To talk of a purposeful or guided evolution is not to talk about evolution at all. That is slow creation. When you understand it that way, you realize that the Darwinian theory of evolution contradicts not just the Book of Genesis, but every word in the Bible from beginning to end. It contradicts the idea that we are here because a creator brought about our existence for a purpose. That is the first thing I realized, and it carries tremendous meaning." He goes on to state: "I have built an intellectual movement in the universities and churches that we call The Wedge, which is devoted to scholarship and writing that furthers this program of questioning the materialistic basis of science. One very famous book that's come out of The Wedge is biochemist Michael Behe's book, Darwin's Black Box, which has had an enormous impact on the scientific world." ..."Now the way that I see the logic of our movement going is like this. The first thing you understand is that the Darwinian theory isn't true. It's falsified by all of the evidence and the logic is terrible. When did you realize that the next question that occurs to you is, well, where might you get the truth? When I preach from the Bible, as I often do at churches and on Sundays, I don't start with Genesis. I start with John 1:1. In the beginning was the word. In the beginning were intelligence, purpose, and wisdom. The Bible had that right. And the materialist scientists are deluding themselves.

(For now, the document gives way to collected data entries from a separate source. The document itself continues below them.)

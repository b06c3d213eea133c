//! Ingestion engine: reconciles raw candidate records against the listing store
//!
//! A record is keyed by its URL. Unknown URLs create a listing with its first
//! price point; known URLs get a new price point only when the price differs
//! from the latest one.

use crate::database::{append_price, create_listing, find_listing_by_url, latest_price};
use crate::error::{Result, TrackerError};
use crate::models::{ListingId, RawListing};
use crate::normalize::{normalize_listing, NormalizedListing};
use chrono::NaiveDate;
use rusqlite::Connection;

/// Outcome of ingesting one record
#[derive(Debug, Clone, PartialEq)]
pub enum IngestOutcome {
    /// First sighting of the URL
    Created(ListingId),
    /// Price differs from the latest stored price; a point was appended
    PriceUpdated {
        listing_id: ListingId,
        previous: f64,
        current: f64,
    },
    /// Price equals the latest stored price; nothing written
    Unchanged(ListingId),
}

impl IngestOutcome {
    pub fn listing_id(&self) -> ListingId {
        match self {
            IngestOutcome::Created(id) | IngestOutcome::Unchanged(id) => *id,
            IngestOutcome::PriceUpdated { listing_id, .. } => *listing_id,
        }
    }
}

/// Ingest a single raw record observed on `today`
pub fn ingest(conn: &mut Connection, raw: &RawListing, today: NaiveDate) -> Result<IngestOutcome> {
    let normalized = normalize_listing(raw);
    ingest_normalized(conn, &normalized, today)
}

fn ingest_normalized(
    conn: &mut Connection,
    normalized: &NormalizedListing,
    today: NaiveDate,
) -> Result<IngestOutcome> {
    let listing = &normalized.listing;
    if listing.url.is_empty() {
        return Err(TrackerError::MissingUrl);
    }

    match find_listing_by_url(conn, &listing.url)? {
        Some(existing) => record_price(conn, existing.id, normalized.price, today),
        None => create_or_reuse(conn, normalized, today),
    }
}

/// Create the listing; when another writer stored the URL first, fall back to
/// recording the price against that listing
fn create_or_reuse(
    conn: &mut Connection,
    normalized: &NormalizedListing,
    today: NaiveDate,
) -> Result<IngestOutcome> {
    let listing = &normalized.listing;
    match create_listing(conn, listing, normalized.price, today) {
        Ok(id) => Ok(IngestOutcome::Created(id)),
        Err(TrackerError::ConstraintViolation { url }) => {
            log::debug!("{} was stored concurrently, re-reading", url);
            let existing = find_listing_by_url(conn, &url)?
                .ok_or(TrackerError::ConstraintViolation { url })?;
            record_price(conn, existing.id, normalized.price, today)
        }
        Err(e) => Err(e),
    }
}

/// Append a price point unless it equals the latest one
fn record_price(
    conn: &mut Connection,
    listing_id: ListingId,
    price: f64,
    today: NaiveDate,
) -> Result<IngestOutcome> {
    // An empty history is treated as a change
    let latest = latest_price(conn, listing_id)?;
    match latest {
        Some(point) if point.price == price => Ok(IngestOutcome::Unchanged(listing_id)),
        latest => {
            append_price(conn, listing_id, price, today)?;
            Ok(IngestOutcome::PriceUpdated {
                listing_id,
                previous: latest.map(|p| p.price).unwrap_or(0.0),
                current: price,
            })
        }
    }
}

/// Outcome of one record within a batch
#[derive(Debug)]
pub struct RecordOutcome {
    pub url: String,
    /// Fields that fell back to defaults during normalization
    pub degraded_fields: usize,
    pub result: Result<IngestOutcome>,
}

/// Per-record outcomes of a batch, in input order
#[derive(Debug, Default)]
pub struct BatchReport {
    pub outcomes: Vec<RecordOutcome>,
}

impl BatchReport {
    pub fn created(&self) -> usize {
        self.count(|o| matches!(o, IngestOutcome::Created(_)))
    }

    pub fn updated(&self) -> usize {
        self.count(|o| matches!(o, IngestOutcome::PriceUpdated { .. }))
    }

    pub fn unchanged(&self) -> usize {
        self.count(|o| matches!(o, IngestOutcome::Unchanged(_)))
    }

    pub fn failed(&self) -> usize {
        self.outcomes.iter().filter(|o| o.result.is_err()).count()
    }

    pub fn degraded(&self) -> usize {
        self.outcomes.iter().map(|o| o.degraded_fields).sum()
    }

    /// Failed records with their URL
    pub fn failures(&self) -> impl Iterator<Item = (&str, &TrackerError)> {
        self.outcomes
            .iter()
            .filter_map(|o| o.result.as_ref().err().map(|e| (o.url.as_str(), e)))
    }

    pub fn len(&self) -> usize {
        self.outcomes.len()
    }

    pub fn is_empty(&self) -> bool {
        self.outcomes.is_empty()
    }

    fn count(&self, pred: impl Fn(&IngestOutcome) -> bool) -> usize {
        self.outcomes
            .iter()
            .filter(|o| o.result.as_ref().map(&pred).unwrap_or(false))
            .count()
    }
}

/// Ingest a batch of records; a failing record never stops the rest
pub fn ingest_batch(conn: &mut Connection, records: &[RawListing], today: NaiveDate) -> BatchReport {
    let mut report = BatchReport::default();

    for raw in records {
        let normalized = normalize_listing(raw);
        let result = ingest_normalized(conn, &normalized, today);

        match &result {
            Ok(outcome) => log::debug!("{} -> {:?}", normalized.listing.url, outcome),
            Err(e) => log::debug!("{} -> failed: {}", normalized.listing.url, e),
        }

        report.outcomes.push(RecordOutcome {
            url: normalized.listing.url.clone(),
            degraded_fields: normalized.warnings.len(),
            result,
        });
    }

    report
}
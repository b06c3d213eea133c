//! Runtime configuration for a tracker run

use crate::error::{Result, TrackerError};
use crate::scheduler::parse_run_at;
use chrono::{NaiveDate, NaiveTime, Utc};
use chrono_tz::Tz;
use std::fmt;
use std::path::PathBuf;
use std::time::Duration;

/// Implicit-TLS submission port
pub const DEFAULT_SMTP_PORT: u16 = 465;

/// Mail server used to deliver notifications
#[derive(Clone)]
pub struct SmtpSettings {
    pub host: String,
    pub port: u16,
    pub username: Option<String>,
    pub password: Option<String>,
    /// Sender address; defaults to `username`
    pub from: Option<String>,
}

impl SmtpSettings {
    pub fn sender(&self) -> Option<&str> {
        self.from.as_deref().or(self.username.as_deref())
    }
}

impl fmt::Debug for SmtpSettings {
    fn fmt(&self, f: &mut fmt::Formatter<'_>) -> fmt::Result {
        f.debug_struct("SmtpSettings")
            .field("host", &self.host)
            .field("port", &self.port)
            .field("username", &self.username)
            .field("password", &self.password.as_ref().map(|_| "***"))
            .field("from", &self.from)
            .finish()
    }
}

/// Validated settings consumed by the orchestrator
#[derive(Debug, Clone)]
pub struct TrackerConfig {
    /// Where the HTML report is written
    pub report_path: PathBuf,
    /// Results pages fetched per source
    pub max_pages: u32,
    /// Window for the price-change log summary
    pub window_days: i64,
    /// Rows in the report's price-drop table
    pub drops_limit: usize,
    /// Daily run time in `timezone`
    pub run_at: NaiveTime,
    /// Zone that defines "today" and the schedule
    pub timezone: Tz,
    /// Overrides each source's own delay between pages
    pub page_delay: Option<Duration>,
    /// Recipient of the daily email; needs `smtp`
    pub notify_email: Option<String>,
    pub smtp: Option<SmtpSettings>,
    pub webhook_url: Option<String>,
    pub webhook_token: Option<String>,
}

impl Default for TrackerConfig {
    fn default() -> Self {
        Self {
            report_path: PathBuf::from("car_prices_report.html"),
            max_pages: 3,
            window_days: 1,
            drops_limit: crate::analytics::DEFAULT_DROPS_LIMIT,
            run_at: NaiveTime::from_hms_opt(7, 0, 0).unwrap_or_default(),
            timezone: chrono_tz::America::Guayaquil,
            page_delay: None,
            notify_email: None,
            smtp: None,
            webhook_url: None,
            webhook_token: None,
        }
    }
}

impl TrackerConfig {
    /// Parse a "HH:MM" daily run time
    pub fn parse_run_at(text: &str) -> Result<NaiveTime> {
        parse_run_at(text)
            .ok_or_else(|| TrackerError::Config(format!("invalid run time '{}', expected HH:MM", text)))
    }

    /// Parse an IANA timezone name such as "America/Guayaquil"
    pub fn parse_timezone(name: &str) -> Result<Tz> {
        name.parse::<Tz>()
            .map_err(|_| TrackerError::Config(format!("unknown timezone '{}'", name)))
    }

    /// Reject settings that would make a run meaningless
    pub fn validate(&self) -> Result<()> {
        if self.max_pages == 0 {
            return Err(TrackerError::Config("max pages must be at least 1".to_string()));
        }
        if self.window_days < 0 {
            return Err(TrackerError::Config("window days must not be negative".to_string()));
        }
        if self.notify_email.is_some() && self.smtp.is_none() {
            return Err(TrackerError::Config(
                "a notification email needs an SMTP host".to_string(),
            ));
        }
        Ok(())
    }

    /// Current calendar date in the configured zone
    pub fn today(&self) -> NaiveDate {
        Utc::now().with_timezone(&self.timezone).date_naive()
    }
}
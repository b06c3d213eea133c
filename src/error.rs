//! Error types for car_price_tracker

use crate::models::ListingId;

/// Unified error type for tracker operations
#[derive(Debug, thiserror::Error)]
pub enum TrackerError {
    /// Underlying SQLite failure; the enclosing transaction was rolled back
    #[error("Database error: {0}")]
    Database(#[from] rusqlite::Error),
    /// A listing with this URL is already stored
    #[error("Listing already exists for URL: {url}")]
    ConstraintViolation { url: String },
    /// Operation referenced a listing that does not exist
    #[error("Listing not found: {0}")]
    NotFound(ListingId),
    /// Candidate record carries no URL, so it cannot be keyed
    #[error("Candidate record has no listing URL")]
    MissingUrl,
    /// HTTP request failed (network error, timeout, etc.)
    #[error("Network error: {0}")]
    Network(#[from] reqwest::Error),
    /// HTTP error status code
    #[error("HTTP error: {0}")]
    HttpStatus(reqwest::StatusCode),
    /// File I/O error
    #[error("I/O error: {0}")]
    Io(#[from] std::io::Error),
    /// Invalid runtime configuration
    #[error("Configuration error: {0}")]
    Config(String),
    /// Notification could not be delivered
    #[error("Notification failed: {0}")]
    Notification(String),
}

impl TrackerError {
    /// True for failures raised by the store itself (as opposed to I/O around it)
    pub fn is_storage(&self) -> bool {
        matches!(
            self,
            TrackerError::Database(_)
                | TrackerError::ConstraintViolation { .. }
                | TrackerError::NotFound(_)
        )
    }
}

/// Result alias for tracker operations
pub type Result<T> = std::result::Result<T, TrackerError>;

Johnson cites the foundation of intelligent design as The Gospel According to Saint John, in the New Testament, specifically, Chapter 1:1: "In the beginning was the Word, and the Word was with God, and the Word was God" (King James Version).

The 1999 establishment of the Michael Polanyi Center at Baylor University by Baylor president Robert B. Sloan was a major step forward in the wedge strategy. The center was directed by William Dembski and Bruce L. Gordon, with funding from the John Templeton Foundation via the Discovery Institute. The center was disbanded the next year in the face of protests from Baylor's faculty and the recommendation of an outside advisory council. By 2005 Baylor had also hired two other wedge proponents, Walter Bradley and Francis J. Beckwith.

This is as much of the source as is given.